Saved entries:

_ _ _ _ _

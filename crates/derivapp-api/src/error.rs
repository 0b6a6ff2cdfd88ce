use axum::http::StatusCode;
use axum::response::{IntoResponse, Response};
use axum::Json;
use serde::Serialize;

/// Unified API error type for all route handlers.
#[derive(Debug)]
pub enum ApiError {
    NotFound(String),
    BadRequest(String),
    Unauthorized(String),
    Forbidden(String),
    Conflict(String),
    Internal(String),
}

#[derive(Serialize)]
struct ErrorBody {
    error: String,
}

impl IntoResponse for ApiError {
    fn into_response(self) -> Response {
        let (status, message) = match self {
            ApiError::NotFound(msg) => (StatusCode::NOT_FOUND, msg),
            ApiError::BadRequest(msg) => (StatusCode::BAD_REQUEST, msg),
            ApiError::Unauthorized(msg) => (StatusCode::UNAUTHORIZED, msg),
            ApiError::Forbidden(msg) => (StatusCode::FORBIDDEN, msg),
            ApiError::Conflict(msg) => (StatusCode::CONFLICT, msg),
            ApiError::Internal(msg) => {
                tracing::error!("internal error: {msg}");
                (
                    StatusCode::INTERNAL_SERVER_ERROR,
                    "internal server error".to_string(),
                )
            }
        };

        (status, Json(ErrorBody { error: message })).into_response()
    }
}

impl From<derivapp_storage::error::StorageError> for ApiError {
    fn from(e: derivapp_storage::error::StorageError) -> Self {
        use derivapp_storage::error::StorageError;
        match e {
            StorageError::NotFound { key } => {
                ApiError::NotFound(format!("document not found: {key}"))
            }
            StorageError::AlreadyExists { key } => {
                ApiError::Conflict(format!("document already exists: {key}"))
            }
            other => ApiError::Internal(other.to_string()),
        }
    }
}

impl From<derivapp_auth::error::AuthError> for ApiError {
    fn from(e: derivapp_auth::error::AuthError) -> Self {
        use derivapp_auth::error::AuthError;
        match e {
            AuthError::UserNotFound(user) => ApiError::NotFound(format!("user not found: {user}")),
            AuthError::Cognito(msg) => ApiError::Internal(msg),
            other => ApiError::Unauthorized(other.to_string()),
        }
    }
}

impl From<derivapp_core::error::CoreError> for ApiError {
    fn from(e: derivapp_core::error::CoreError) -> Self {
        ApiError::BadRequest(e.to_string())
    }
}

impl From<serde_json::Error> for ApiError {
    fn from(e: serde_json::Error) -> Self {
        ApiError::BadRequest(e.to_string())
    }
}
//! Render-model sub-part state.
//!
//! Controllers expose named sub-parts (buttons, triggers, status panel).
//! The resolver finds a device's render model once, memoizes it, and on
//! every update tick re-reads each sub-part's transforms and flags for
//! every enabled controller. Everything here runs on the update context.

use std::collections::HashMap;

use bitflags::bitflags;
use tracing::{debug, warn};

use crate::backend::{InputSourceHandle, RawComponentState, TrackingBackend};
use crate::device::registry::DeviceRegistry;
use crate::device::{Device, DeviceId, DeviceKind};
use crate::pose::Transform;

/// Model assumed for controllers whose render model name cannot be read.
pub const FALLBACK_CONTROLLER_MODEL: &str = "{indexcontroller}valve_controller_knu_1_0_left";

bitflags! {
    #[derive(Debug, Clone, Copy, PartialEq, Eq, Hash, Default)]
    pub struct ComponentProperties: u32 {
        const IS_STATIC = 1 << 0;
        const IS_VISIBLE = 1 << 1;
        const IS_TOUCHED = 1 << 2;
        const IS_PRESSED = 1 << 3;
        const IS_SCROLLED = 1 << 4;
    }
}

#[derive(Debug, Clone, Copy, PartialEq, Default)]
pub struct ComponentState {
    /// Relative to the device.
    pub local: Transform,
    /// Relative to the tracking origin.
    pub render: Transform,
    pub scroll_wheel_visible: bool,
    pub properties: ComponentProperties,
}

impl ComponentState {
    fn from_raw(raw: &RawComponentState) -> Self {
        Self {
            local: Transform::from_raw(&raw.tracking_to_component_local),
            render: Transform::from_raw(&raw.tracking_to_component_render_model),
            scroll_wheel_visible: raw.scroll_wheel_visible,
            properties: ComponentProperties::from_bits_truncate(raw.properties),
        }
    }

    pub fn is_visible(&self) -> bool {
        self.properties.contains(ComponentProperties::IS_VISIBLE)
    }

    pub fn is_pressed(&self) -> bool {
        self.properties.contains(ComponentProperties::IS_PRESSED)
    }

    pub fn is_touched(&self) -> bool {
        self.properties.contains(ComponentProperties::IS_TOUCHED)
    }
}

/// Render model metadata for one device.
#[derive(Debug, Clone, PartialEq, Eq)]
pub struct DeviceModel {
    pub name: String,
    pub components: Vec<String>,
    /// The runtime did not report a model name and the fallback was used.
    pub is_fallback: bool,
}

impl DeviceModel {
    pub fn has_component(&self, name: &str) -> bool {
        self.components.iter().any(|component| component == name)
    }
}

#[derive(Debug, Default)]
pub struct ComponentResolver {
    // `None` records a resolution that failed, so it is not retried every tick
    models: HashMap<DeviceId, Option<DeviceModel>>,
    states: HashMap<DeviceId, HashMap<String, ComponentState>>,
}

impl ComponentResolver {
    pub fn new() -> Self {
        Self::default()
    }

    /// Resolves and memoizes the render model of `device`.
    pub fn resolve_model(
        &mut self,
        backend: &dyn TrackingBackend,
        device: &Device,
    ) -> Option<&DeviceModel> {
        self.models
            .entry(device.id())
            .or_insert_with(|| load_model(backend, device))
            .as_ref()
    }

    /// The memoized model, without resolving.
    pub fn model(&self, device: DeviceId) -> Option<&DeviceModel> {
        self.models.get(&device).and_then(Option::as_ref)
    }

    pub fn state(&self, device: DeviceId, component: &str) -> Option<&ComponentState> {
        self.states.get(&device)?.get(component)
    }

    pub fn states(&self, device: DeviceId) -> impl Iterator<Item = (&str, &ComponentState)> {
        self.states
            .get(&device)
            .into_iter()
            .flat_map(|states| states.iter().map(|(name, state)| (name.as_str(), state)))
    }

    /// Re-reads every sub-part of every enabled controller. Sub-parts the
    /// backend cannot resolve this tick keep their previous state.
    pub fn refresh(&mut self, backend: &dyn TrackingBackend, registry: &DeviceRegistry) {
        for device in registry
            .enabled_devices()
            .filter(|device| device.kind() == DeviceKind::Controller)
        {
            let source = device
                .controller()
                .map(|details| details.input_source)
                .unwrap_or(InputSourceHandle::ANY);
            let Some(model) = self.resolve_model(backend, device).cloned() else {
                continue;
            };

            let states = self.states.entry(device.id()).or_default();
            for component in &model.components {
                if let Some(raw) = backend.component_state(&model.name, component, source) {
                    states.insert(component.clone(), ComponentState::from_raw(&raw));
                }
            }
        }
    }
}

fn load_model(backend: &dyn TrackingBackend, device: &Device) -> Option<DeviceModel> {
    let (name, is_fallback) = match backend.render_model_name(device.id().index()) {
        Ok(name) if !name.is_empty() => (name, false),
        Ok(_) | Err(_) if device.kind() == DeviceKind::Controller => {
            warn!(
                "No render model for controller {}, assuming {}",
                device.id(),
                FALLBACK_CONTROLLER_MODEL
            );
            (FALLBACK_CONTROLLER_MODEL.to_string(), true)
        }
        Ok(_) => return None,
        Err(e) => {
            debug!("No render model for {}: {}", device.id(), e);
            return None;
        }
    };

    let count = backend.component_count(&name);
    let components: Vec<String> = (0..count)
        .filter_map(|index| backend.component_name(&name, index))
        .collect();
    debug!(
        "Resolved render model {} with {} components for {}",
        name,
        components.len(),
        device.id()
    );

    Some(DeviceModel {
        name,
        components,
        is_fallback,
    })
}

#[cfg(test)]
mod tests {
    use super::*;
    use crate::backend::mock::MockBackend;
    use crate::backend::{ControllerRole, RawMatrix34};
    use crate::device::ControllerDetails;
    use glam::Vec3;

    const MODEL: &str = "test_controller";

    fn setup() -> (MockBackend, DeviceRegistry, InputSourceHandle) {
        let backend = MockBackend::new();
        backend.add_render_model(MODEL, vec!["trigger".to_string(), "scroll_wheel".to_string()]);
        backend.set_render_model(1, MODEL);
        let source = backend
            .input_source_handle("/user/hand/left")
            .expect("source handle");

        let mut registry = DeviceRegistry::new();
        let (device, owner) = Device::new(
            DeviceId(1),
            DeviceKind::Controller,
            Some(ControllerDetails {
                role: ControllerRole::LeftHand,
                input_source: source,
            }),
        );
        registry.insert(device);
        owner.set_enabled(&mut registry, true);
        (backend, registry, source)
    }

    fn raw_state(z: f32, properties: ComponentProperties) -> RawComponentState {
        RawComponentState {
            tracking_to_component_local: RawMatrix34::from_translation(0.0, 0.0, z),
            tracking_to_component_render_model: RawMatrix34::from_translation(1.0, 0.0, z),
            properties: properties.bits(),
            scroll_wheel_visible: z < 0.2,
        }
    }

    #[test]
    fn refresh_decomposes_transforms_and_flags() {
        let (backend, registry, _) = setup();
        backend.set_component_state(
            MODEL,
            "trigger",
            Some("/user/hand/left"),
            raw_state(0.5, ComponentProperties::IS_VISIBLE | ComponentProperties::IS_PRESSED),
        );

        let mut resolver = ComponentResolver::new();
        resolver.refresh(&backend, &registry);

        let state = resolver.state(DeviceId(1), "trigger").expect("trigger resolved");
        assert_eq!(state.local.position, Vec3::new(0.0, 0.0, -0.5));
        assert_eq!(state.render.position, Vec3::new(1.0, 0.0, -0.5));
        assert!(state.is_visible());
        assert!(state.is_pressed());
        assert!(!state.is_touched());
        assert!(resolver.state(DeviceId(1), "scroll_wheel").is_none());
    }

    #[test]
    fn unresolved_component_keeps_previous_state() {
        let (backend, registry, _) = setup();
        backend.set_component_state(
            MODEL,
            "scroll_wheel",
            Some("/user/hand/left"),
            raw_state(0.1, ComponentProperties::IS_VISIBLE),
        );

        let mut resolver = ComponentResolver::new();
        resolver.refresh(&backend, &registry);
        let before = *resolver.state(DeviceId(1), "scroll_wheel").unwrap();
        assert!(before.scroll_wheel_visible);

        // Backend stops answering for this source
        let other = MockBackend::new();
        other.add_render_model(MODEL, vec!["scroll_wheel".to_string()]);
        resolver.refresh(&other, &registry);

        assert_eq!(*resolver.state(DeviceId(1), "scroll_wheel").unwrap(), before);
    }

    #[test]
    fn controller_without_model_name_uses_fallback() {
        let backend = MockBackend::new();
        backend.add_render_model(FALLBACK_CONTROLLER_MODEL, vec!["base".to_string()]);
        let (device, _) = Device::new(
            DeviceId(2),
            DeviceKind::Controller,
            Some(ControllerDetails {
                role: ControllerRole::RightHand,
                input_source: InputSourceHandle(9),
            }),
        );

        let mut resolver = ComponentResolver::new();
        let model = resolver.resolve_model(&backend, &device).cloned().unwrap();
        assert!(model.is_fallback);
        assert_eq!(model.name, FALLBACK_CONTROLLER_MODEL);
        assert_eq!(model.components, vec!["base".to_string()]);
        assert_eq!(resolver.model(DeviceId(2)), Some(&model));
    }

    #[test]
    fn headset_without_model_resolves_to_none_once() {
        let backend = MockBackend::new();
        let (device, _) = Device::new(DeviceId(0), DeviceKind::Headset, None);
        let mut resolver = ComponentResolver::new();
        assert!(resolver.resolve_model(&backend, &device).is_none());

        backend.set_render_model(0, MODEL);
        assert!(resolver.resolve_model(&backend, &device).is_none());
    }
}
use std::path::{Path, PathBuf};
use std::time::Duration;

use serde::{Deserialize, Serialize};
use tracing::{debug, info, warn};

use crate::backend::TrackingOrigin;
use crate::error::VrError;
use crate::input::manifest::ActionManifest;

const CONFIG_DIR: &str = "vrlink";
const SETTINGS_FILE: &str = "settings.toml";

/// Session settings, read from `<config dir>/vrlink/settings.toml`.
#[derive(Deserialize, Serialize, Clone, Debug, PartialEq)]
#[serde(default)]
pub struct VrSettings {
    pub tracking_origin: TrackingOrigin,
    /// Continuous focus loss after which devices are reported stale.
    /// Unset means poses are kept indefinitely.
    pub stale_pose_timeout_ms: Option<u64>,
    pub poll_backend_events: bool,
    pub update_interval_ms: u64,
    pub input_interval_ms: u64,
    /// Installed at startup when present.
    pub manifest: Option<ActionManifest>,
}

impl Default for VrSettings {
    fn default() -> Self {
        Self {
            tracking_origin: TrackingOrigin::Standing,
            stale_pose_timeout_ms: Some(2_000),
            poll_backend_events: true,
            update_interval_ms: 16,
            input_interval_ms: 4,
            manifest: None,
        }
    }
}

impl VrSettings {
    pub fn stale_pose_timeout(&self) -> Option<Duration> {
        self.stale_pose_timeout_ms.map(Duration::from_millis)
    }

    pub fn update_interval(&self) -> Duration {
        Duration::from_millis(self.update_interval_ms.max(1))
    }

    pub fn input_interval(&self) -> Duration {
        Duration::from_millis(self.input_interval_ms.max(1))
    }

    pub fn default_path() -> PathBuf {
        let mut path = dirs::config_dir()
            .or_else(dirs::home_dir)
            .unwrap_or_else(|| {
                warn!("Could not determine config directory, using current directory");
                PathBuf::from(".")
            });
        path.push(CONFIG_DIR);
        path.push(SETTINGS_FILE);
        path
    }

    /// Loads from the default location.
    pub async fn load() -> Result<Self, VrError> {
        Self::load_from(&Self::default_path()).await
    }

    /// A missing file yields defaults; a malformed one is an error.
    pub async fn load_from(path: &Path) -> Result<Self, VrError> {
        let exists = tokio::fs::try_exists(path)
            .await
            .map_err(|e| VrError::Config(format!("Failed to check settings file: {}", e)))?;
        if !exists {
            info!("No settings at {}, using defaults", path.display());
            return Ok(Self::default());
        }

        let content = tokio::fs::read_to_string(path)
            .await
            .map_err(|e| VrError::Config(format!("Failed to read settings file: {}", e)))?;
        let settings = toml::from_str(&content)
            .map_err(|e| VrError::Config(format!("Failed to parse settings file: {}", e)))?;
        debug!("Loaded settings from {}", path.display());
        Ok(settings)
    }

    pub async fn save_to(&self, path: &Path) -> Result<(), VrError> {
        if let Some(parent) = path.parent() {
            tokio::fs::create_dir_all(parent)
                .await
                .map_err(|e| VrError::Config(format!("Failed to create config directory: {}", e)))?;
        }
        let content = toml::to_string_pretty(self)
            .map_err(|e| VrError::Config(format!("Failed to serialize settings: {}", e)))?;
        tokio::fs::write(path, content)
            .await
            .map_err(|e| VrError::Config(format!("Failed to write settings file: {}", e)))?;
        info!("Settings saved to {}", path.display());
        Ok(())
    }
}

#[cfg(test)]
mod tests {
    use super::*;
    use crate::input::manifest::{ActionKind, ActionSetUsage};

    #[tokio::test]
    async fn missing_file_gives_defaults() {
        let dir = tempfile::tempdir().unwrap();
        let settings = VrSettings::load_from(&dir.path().join("nope.toml")).await.unwrap();
        assert_eq!(settings, VrSettings::default());
    }

    #[tokio::test]
    async fn partial_file_fills_in_defaults() {
        let dir = tempfile::tempdir().unwrap();
        let path = dir.path().join("settings.toml");
        tokio::fs::write(
            &path,
            "tracking_origin = \"Seated\"\nstale_pose_timeout_ms = 500\n",
        )
        .await
        .unwrap();

        let settings = VrSettings::load_from(&path).await.unwrap();
        assert_eq!(settings.tracking_origin, TrackingOrigin::Seated);
        assert_eq!(settings.stale_pose_timeout(), Some(Duration::from_millis(500)));
        assert_eq!(settings.input_interval_ms, VrSettings::default().input_interval_ms);
    }

    #[tokio::test]
    async fn malformed_file_is_an_error() {
        let dir = tempfile::tempdir().unwrap();
        let path = dir.path().join("settings.toml");
        tokio::fs::write(&path, "update_interval_ms = \"soon\"").await.unwrap();
        assert!(matches!(
            VrSettings::load_from(&path).await,
            Err(VrError::Config(_))
        ));
    }

    #[tokio::test]
    async fn saved_settings_load_back() {
        let dir = tempfile::tempdir().unwrap();
        let path = dir.path().join("nested").join("settings.toml");
        let settings = VrSettings {
            stale_pose_timeout_ms: Some(750),
            tracking_origin: TrackingOrigin::RawUncalibrated,
            manifest: Some(
                ActionManifest::new()
                    .with_set("main", ActionSetUsage::Single)
                    .with_action("main", "grip", ActionKind::Boolean),
            ),
            ..Default::default()
        };
        settings.save_to(&path).await.unwrap();
        assert_eq!(VrSettings::load_from(&path).await.unwrap(), settings);
    }
}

_ _ _ _ _

• [Exercise]
Across the records above, how many lines contain the word "Seated"? Please give that number alone.

• [Solved exercise]
2